WHAT IS EXPECTED: I would like each line of the data that holds the word "ContractsError" copied out.

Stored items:
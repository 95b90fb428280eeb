//! Update Bodega Handler

use std::sync::Arc;

use salvo::{http::header::LOCATION, oapi::extract::PathParam, prelude::*};
use serde_json::Value;

use bodegas_app::domain::bodegas::data::BodegaPatch;

use crate::{
    bodegas::{errors::into_status_error, models::BodegaResponse},
    extensions::*,
    state::State,
};

/// Parse the request body leniently: an empty body is an empty patch.
async fn read_patch(req: &mut Request) -> Result<BodegaPatch, StatusError> {
    let payload = req.payload().await.or_400("could not read request body")?;

    if payload.iter().all(u8::is_ascii_whitespace) {
        return Ok(BodegaPatch::default());
    }

    let body: Value = serde_json::from_slice(payload).or_400("request body is not valid JSON")?;

    Ok(BodegaPatch::from(body))
}

/// Update Bodega Handler
///
/// Validates a partial update and merges it into the bodega matching the
/// identifier (id or codigo). Unknown keys are ignored.
#[endpoint(
    tags("bodegas"),
    summary = "Update Bodega",
    responses(
        (status_code = StatusCode::OK, description = "Bodega updated"),
        (status_code = StatusCode::BAD_REQUEST, description = "Invalid field or date range"),
        (status_code = StatusCode::NOT_FOUND, description = "Bodega not found"),
        (status_code = StatusCode::INTERNAL_SERVER_ERROR, description = "Internal Server Error"),
    ),
)]
#[tracing::instrument(
    name = "bodegas.update",
    skip(id, req, depot, res),
    fields(identifier = tracing::field::Empty, bodega_id = tracing::field::Empty),
    err
)]
pub(crate) async fn handler(
    id: PathParam<String>,
    req: &mut Request,
    depot: &mut Depot,
    res: &mut Response,
) -> Result<Json<BodegaResponse>, StatusError> {
    let state = depot.obtain_or_500::<Arc<State>>()?;
    let identifier = id.into_inner();
    let patch = read_patch(req).await?;

    let span = tracing::Span::current();

    span.record("identifier", tracing::field::display(&identifier));

    let bodega = state
        .app
        .bodegas
        .update_bodega(&identifier, patch)
        .await
        .map_err(into_status_error)?;

    span.record("bodega_id", tracing::field::display(&bodega.id));

    res.add_header(LOCATION, state.bodega_url(&bodega.id), true)
        .or_500("failed to set location header")?
        .status_code(StatusCode::OK);

    Ok(Json(bodega.into()))
}
use std::path::PathBuf;

use bodegas_app::domain::bodegas::{records::EstadoBodega, seed};
use clap::Args;

#[derive(Debug, Args)]
pub(crate) struct CheckSeedArgs {
    /// JSON seed file to validate
    path: PathBuf,
}

pub(crate) fn run(args: &CheckSeedArgs) -> Result<(), String> {
    println!("{}", summary(args)?);

    Ok(())
}

/// Per-state counts of a valid seed file.
fn summary(args: &CheckSeedArgs) -> Result<String, String> {
    let bodegas = seed::load_seed_file(&args.path)
        .map_err(|error| format!("invalid seed file {}: {error}", args.path.display()))?;

    let mut lines = vec![format!("bodegas: {}", bodegas.len())];

    for estado in EstadoBodega::ALL {
        let count = bodegas
            .iter()
            .filter(|bodega| bodega.estado == estado)
            .count();

        lines.push(format!("{}: {count}", estado.as_str().to_lowercase()));
    }

    lines.push("seed file is valid".to_string());

    Ok(lines.join("\n"))
}

#[cfg(test)]
mod tests {
    use std::io::Write as _;

    use serde_json::{Value, json};
    use testresult::TestResult;

    use super::*;

    fn bodega(id: &str, codigo: &str, estado: &str) -> Value {
        json!({
            "id": id,
            "codigo": codigo,
            "nombre": format!("Bodega {codigo}"),
            "contratanteNombre": "",
            "contratanteRut": "",
            "contratanteTelefono": "",
            "contratanteEmail": "",
            "metrosCuadrados": 60,
            "piso": 2,
            "estado": estado,
            "tarifaUf": 2.1,
            "fechaContratacion": "",
            "fechaTermino": "",
            "observaciones": "",
        })
    }

    fn seed_file(seed: &Value) -> TestResult<tempfile::NamedTempFile> {
        let mut file = tempfile::NamedTempFile::new()?;

        file.write_all(seed.to_string().as_bytes())?;

        Ok(file)
    }

    #[test]
    fn valid_seed_counts_each_state() -> TestResult {
        let file = seed_file(&json!([
            bodega("X1", "X1", "DISPONIBLE"),
            bodega("X2", "X2", "DISPONIBLE"),
            bodega("X3", "X3", "POR_VENCER"),
        ]))?;

        let output = summary(&CheckSeedArgs {
            path: file.path().to_path_buf(),
        })?;

        assert_eq!(
            output,
            "bodegas: 3\ndisponible: 2\nreservada: 0\nocupada: 0\npor_vencer: 1\nseed file is valid"
        );

        Ok(())
    }

    #[test]
    fn duplicate_codigo_is_reported_with_the_path() -> TestResult {
        let file = seed_file(&json!([
            bodega("X1", "X1", "DISPONIBLE"),
            bodega("X2", "X1", "DISPONIBLE"),
        ]))?;

        let result = summary(&CheckSeedArgs {
            path: file.path().to_path_buf(),
        });

        assert_eq!(
            result,
            Err(format!(
                "invalid seed file {}: duplicate bodega codigo `X1`",
                file.path().display()
            ))
        );

        Ok(())
    }
}
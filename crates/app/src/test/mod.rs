//! Test support shared by the domain modules.

mod helpers;

pub(crate) use helpers::{make_bodega, make_contracted_bodega};
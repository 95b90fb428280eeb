//! Test Helpers

use crate::domain::bodegas::records::{BodegaRecord, EstadoBodega};

/// Available bodega with no contract data; `codigo` equals `id`.
pub(crate) fn make_bodega(id: &str) -> BodegaRecord {
    BodegaRecord {
        id: id.to_string(),
        codigo: id.to_string(),
        nombre: format!("Bodega {id}"),
        contratante_nombre: String::new(),
        contratante_rut: String::new(),
        contratante_telefono: String::new(),
        contratante_email: String::new(),
        metros_cuadrados: 120.0,
        piso: 1,
        estado: EstadoBodega::Disponible,
        tarifa_uf: 3.5,
        fecha_contratacion: String::new(),
        fecha_termino: String::new(),
        observaciones: String::new(),
    }
}

/// Bodega with a full contract running from 2024-01-10 to 2025-01-09.
pub(crate) fn make_contracted_bodega(id: &str, estado: EstadoBodega) -> BodegaRecord {
    BodegaRecord {
        contratante_nombre: "Comercial Andes Ltda.".to_string(),
        contratante_rut: "76.123.456-7".to_string(),
        contratante_telefono: "+56 9 8765 4321".to_string(),
        contratante_email: "operaciones@andes.cl".to_string(),
        metros_cuadrados: 140.0,
        estado,
        tarifa_uf: 4.25,
        fecha_contratacion: "2024-01-10".to_string(),
        fecha_termino: "2025-01-09".to_string(),
        observaciones: "Acceso por andén 2".to_string(),
        ..make_bodega(id)
    }
}
//! Bodegas service errors.

use thiserror::Error;

use crate::domain::contracts::ContractsError;

/// A field of an update payload that failed validation.
///
/// The display text is the message shown to the dashboard user.
#[derive(Debug, Clone, Copy, PartialEq, Eq, Error)]
pub enum ValidationError {
    #[error("El nombre debe ser un texto no vacío.")]
    Nombre,

    #[error("El nombre del contratante debe ser un texto válido.")]
    ContratanteNombre,

    #[error("El RUT del contratante no es válido.")]
    ContratanteRut,

    #[error("El teléfono del contratante no es válido.")]
    ContratanteTelefono,

    #[error("El correo electrónico del contratante no es válido.")]
    ContratanteEmail,

    #[error("Los metros cuadrados deben ser un número mayor a cero.")]
    MetrosCuadrados,

    #[error("El piso debe ser un número entero.")]
    Piso,

    #[error("El estado proporcionado no es válido.")]
    Estado,

    #[error("La tarifa en UF debe ser un número mayor a cero.")]
    TarifaUf,

    #[error("La fecha de contratación no es válida.")]
    FechaContratacion,

    #[error("La fecha de término no es válida.")]
    FechaTermino,

    #[error("Las observaciones deben ser texto.")]
    Observaciones,
}

#[derive(Debug, Error)]
pub enum BodegasRepositoryError {
    #[error("bodega not found")]
    NotFound,
}

#[derive(Debug, Error)]
pub enum BodegasServiceError {
    #[error("bodega not found")]
    NotFound,

    #[error(transparent)]
    Validation(#[from] ValidationError),

    #[error("La fecha de término no puede ser anterior a la fecha de contratación.")]
    EndBeforeStart,

    #[error(transparent)]
    Contract(#[from] ContractsError),
}

impl From<BodegasRepositoryError> for BodegasServiceError {
    fn from(error: BodegasRepositoryError) -> Self {
        match error {
            BodegasRepositoryError::NotFound => Self::NotFound,
        }
    }
}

REPLY:
use crate::domain::contracts::ContractsError;
    Contract(#[from] ContractsError),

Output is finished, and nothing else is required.